Good for you. There are other's who would use it in making vodka. No need to laugh at those who do it differently than you.


----------



## Nabber86

"Vodka" usually refers to neutral spirit (as in having *no *flavor - other than pure alcohol). It is distilled using a high effciency reflux column and any honey flavor in the mash would be stripped out. 

If you distill mead with a pot still, the flavor compounds make it through and you would get Honey Brandy. 

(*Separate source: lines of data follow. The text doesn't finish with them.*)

//! SQL DDL for initializing the marketplace store.
//! SQLite-first design; can be adapted for other RDBMS.

/// SQLite schema with:
/// - one `users` row per username
/// - `credentials` unique per (user, marketplace), `client_id` and non-null
///   `access_token` globally unique
/// - per-marketplace product/order/order item/inventory tables whose natural
///   keys are unique per user
/// - order items cascade with their parent order
/// - timestamps stored as RFC3339 UTC text (`YYYY-MM-DDTHH:MM:SSZ`) so that
///   text comparison matches chronological order
pub const SQLITE_INIT: &str = r#"
CREATE TABLE IF NOT EXISTS users (
    id INTEGER PRIMARY KEY AUTOINCREMENT,
    username TEXT NOT NULL UNIQUE,
    created_at TEXT NOT NULL
);

CREATE TABLE IF NOT EXISTS credentials (
    id INTEGER PRIMARY KEY AUTOINCREMENT,
    user_id INTEGER NOT NULL REFERENCES users(id) ON DELETE CASCADE,
    marketplace TEXT NOT NULL,
    client_id TEXT NOT NULL UNIQUE,
    client_secret TEXT NOT NULL,
    access_token TEXT NULL UNIQUE,
    token_expires_at TEXT NULL,
    is_active INTEGER NOT NULL DEFAULT 1,
    created_at TEXT NOT NULL,
    updated_at TEXT NOT NULL,
    UNIQUE (user_id, marketplace)
);

CREATE TABLE IF NOT EXISTS amazon_products (
    id INTEGER PRIMARY KEY AUTOINCREMENT,
    user_id INTEGER NOT NULL REFERENCES users(id) ON DELETE CASCADE,
    asin TEXT NOT NULL,
    sku TEXT NOT NULL DEFAULT '',
    title TEXT NOT NULL DEFAULT '',
    description TEXT NOT NULL DEFAULT '',
    brand TEXT NOT NULL DEFAULT '',
    category TEXT NOT NULL DEFAULT '',
    price REAL NOT NULL DEFAULT 0,
    currency TEXT NOT NULL DEFAULT 'AED',
    quantity INTEGER NOT NULL DEFAULT 0,
    image_url TEXT NOT NULL DEFAULT '',
    status TEXT NOT NULL DEFAULT 'ACTIVE',
    created_at TEXT NOT NULL,
    updated_at TEXT NOT NULL,
    UNIQUE (user_id, asin)
);

CREATE TABLE IF NOT EXISTS amazon_orders (
    id INTEGER PRIMARY KEY AUTOINCREMENT,
    user_id INTEGER NOT NULL REFERENCES users(id) ON DELETE CASCADE,
    amazon_order_id TEXT NOT NULL,
    purchase_date TEXT NOT NULL,
    order_status TEXT NOT NULL DEFAULT 'Pending',
    fulfillment_channel TEXT NOT NULL DEFAULT 'MFN',
    sales_channel TEXT NOT NULL DEFAULT 'Amazon.ae',
    order_total_amount REAL NOT NULL DEFAULT 0,
    order_total_currency TEXT NOT NULL DEFAULT 'AED',
    number_of_items_shipped INTEGER NOT NULL DEFAULT 0,
    number_of_items_unshipped INTEGER NOT NULL DEFAULT 0,
    payment_method TEXT NOT NULL DEFAULT 'Other',
    marketplace_id TEXT NOT NULL DEFAULT 'A2VIGQ35RCS4UG',
    buyer_email TEXT NOT NULL DEFAULT '',
    buyer_name TEXT NOT NULL DEFAULT '',
    ship_service_level TEXT NOT NULL DEFAULT '',
    earliest_ship_date TEXT NULL,
    latest_ship_date TEXT NULL,
    created_at TEXT NOT NULL,
    updated_at TEXT NOT NULL,
    UNIQUE (user_id, amazon_order_id)
);

CREATE INDEX IF NOT EXISTS idx_amazon_orders_purchase_date ON amazon_orders(user_id, purchase_date);

CREATE TABLE IF NOT EXISTS amazon_order_items (
    id INTEGER PRIMARY KEY AUTOINCREMENT,
    user_id INTEGER NOT NULL REFERENCES users(id) ON DELETE CASCADE,
    order_id INTEGER NOT NULL REFERENCES amazon_orders(id) ON DELETE CASCADE,
    order_item_id TEXT NOT NULL,
    asin TEXT NOT NULL DEFAULT '',
    sku TEXT NOT NULL DEFAULT '',
    title TEXT NOT NULL DEFAULT '',
    quantity_ordered INTEGER NOT NULL DEFAULT 1,
    quantity_shipped INTEGER NOT NULL DEFAULT 0,
    item_price_amount REAL NOT NULL DEFAULT 0,
    item_price_currency TEXT NOT NULL DEFAULT 'AED',
    shipping_price_amount REAL NOT NULL DEFAULT 0,
    item_tax_amount REAL NOT NULL DEFAULT 0,
    promotion_discount_amount REAL NOT NULL DEFAULT 0,
    condition_id TEXT NOT NULL DEFAULT 'New',
    is_gift INTEGER NOT NULL DEFAULT 0,
    UNIQUE (user_id, order_item_id)
);

CREATE INDEX IF NOT EXISTS idx_amazon_order_items_order ON amazon_order_items(order_id);

CREATE TABLE IF NOT EXISTS amazon_inventory (
    id INTEGER PRIMARY KEY AUTOINCREMENT,
    user_id INTEGER NOT NULL REFERENCES users(id) ON DELETE CASCADE,
    asin TEXT NOT NULL DEFAULT '',
    sku TEXT NOT NULL,
    fn_sku TEXT NOT NULL DEFAULT '',
    product_name TEXT NOT NULL DEFAULT '',
    condition TEXT NOT NULL DEFAULT 'new',
    available_quantity INTEGER NOT NULL DEFAULT 0,
    pending_quantity INTEGER NOT NULL DEFAULT 0,
    reserved_quantity INTEGER NOT NULL DEFAULT 0,
    total_quantity INTEGER NOT NULL DEFAULT 0,
    warehouse_condition_code TEXT NOT NULL DEFAULT '',
    last_updated_time TEXT NOT NULL,
    UNIQUE (user_id, sku)
);

CREATE TABLE IF NOT EXISTS noon_products (
    id INTEGER PRIMARY KEY AUTOINCREMENT,
    user_id INTEGER NOT NULL REFERENCES users(id) ON DELETE CASCADE,
    noon_sku TEXT NOT NULL,
    partner_sku TEXT NOT NULL DEFAULT '',
    title TEXT NOT NULL DEFAULT '',
    title_ar TEXT NOT NULL DEFAULT '',
    summary TEXT NOT NULL DEFAULT '',
    brand TEXT NOT NULL DEFAULT '',
    category_code TEXT NOT NULL DEFAULT '',
    product_type TEXT NOT NULL DEFAULT '',
    model_number TEXT NOT NULL DEFAULT '',
    price REAL NOT NULL DEFAULT 0,
    sale_price REAL NULL,
    warranty TEXT NOT NULL DEFAULT '',
    stock_quantity INTEGER NOT NULL DEFAULT 0,
    max_order_quantity INTEGER NOT NULL DEFAULT 10,
    status TEXT NOT NULL DEFAULT 'active',
    image_url TEXT NOT NULL DEFAULT '',
    created_at TEXT NOT NULL,
    updated_at TEXT NOT NULL,
    UNIQUE (user_id, noon_sku)
);

CREATE TABLE IF NOT EXISTS noon_orders (
    id INTEGER PRIMARY KEY AUTOINCREMENT,
    user_id INTEGER NOT NULL REFERENCES users(id) ON DELETE CASCADE,
    order_nr TEXT NOT NULL,
    order_date TEXT NOT NULL,
    status TEXT NOT NULL DEFAULT 'placed',
    customer_first_name TEXT NOT NULL DEFAULT '',
    customer_last_name TEXT NOT NULL DEFAULT '',
    customer_email TEXT NOT NULL DEFAULT '',
    customer_phone TEXT NOT NULL DEFAULT '',
    payment_method TEXT NOT NULL DEFAULT '',
    total_amount REAL NOT NULL DEFAULT 0,
    currency TEXT NOT NULL DEFAULT 'AED',
    delivery_provider TEXT NOT NULL DEFAULT '',
    tracking_number TEXT NOT NULL DEFAULT '',
    address_city TEXT NOT NULL DEFAULT '',
    address_area TEXT NOT NULL DEFAULT '',
    address_street TEXT NOT NULL DEFAULT '',
    is_express INTEGER NOT NULL DEFAULT 0,
    created_at TEXT NOT NULL,
    updated_at TEXT NOT NULL,
    UNIQUE (user_id, order_nr)
);

CREATE INDEX IF NOT EXISTS idx_noon_orders_order_date ON noon_orders(user_id, order_date);

CREATE TABLE IF NOT EXISTS noon_order_items (
    id INTEGER PRIMARY KEY AUTOINCREMENT,
    user_id INTEGER NOT NULL REFERENCES users(id) ON DELETE CASCADE,
    order_id INTEGER NOT NULL REFERENCES noon_orders(id) ON DELETE CASCADE,
    order_item_id TEXT NOT NULL,
    noon_sku TEXT NOT NULL DEFAULT '',
    partner_sku TEXT NOT NULL DEFAULT '',
    name TEXT NOT NULL DEFAULT '',
    quantity INTEGER NOT NULL DEFAULT 1,
    unit_price REAL NOT NULL DEFAULT 0,
    total_price REAL NOT NULL DEFAULT 0,
    tax_amount REAL NOT NULL DEFAULT 0,
    status TEXT NOT NULL DEFAULT '',
    UNIQUE (user_id, order_item_id)
);

CREATE INDEX IF NOT EXISTS idx_noon_order_items_order ON noon_order_items(order_id);

CREATE TABLE IF NOT EXISTS noon_inventory (
    id INTEGER PRIMARY KEY AUTOINCREMENT,
    user_id INTEGER NOT NULL REFERENCES users(id) ON DELETE CASCADE,
    noon_sku TEXT NOT NULL DEFAULT '',
    partner_sku TEXT NOT NULL,
    barcode TEXT NOT NULL DEFAULT '',
    quantity INTEGER NOT NULL DEFAULT 0,
    reserved_quantity INTEGER NOT NULL DEFAULT 0,
    warehouse_code TEXT NOT NULL DEFAULT '',
    last_updated TEXT NOT NULL,
    UNIQUE (user_id, partner_sku)
);
"#;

Of course, the terminology may be different in Georgia.


----------



## Barry

I know the homebrew Vodka I had from Poland last year certainly had flavor beyond alcohol.


----------



## Nabber86

Think of the following list of what is conventionally considered as "vodka":

Chopin
Luksusowa
Absolute
Grey Goose
Russian Standard
Sky
Ketal One
Stolichnaya
Smirnoff
Popov
All of these meet the definition of vodka (clear neutral spirit distilled with a column, several are further refined with micro-filtration to remove any trace of cogener that may have carried over). 

I supposed you could have "flavored" vodka, but that is not really vodka. You could also use a pot still, but that really isnt vodka either.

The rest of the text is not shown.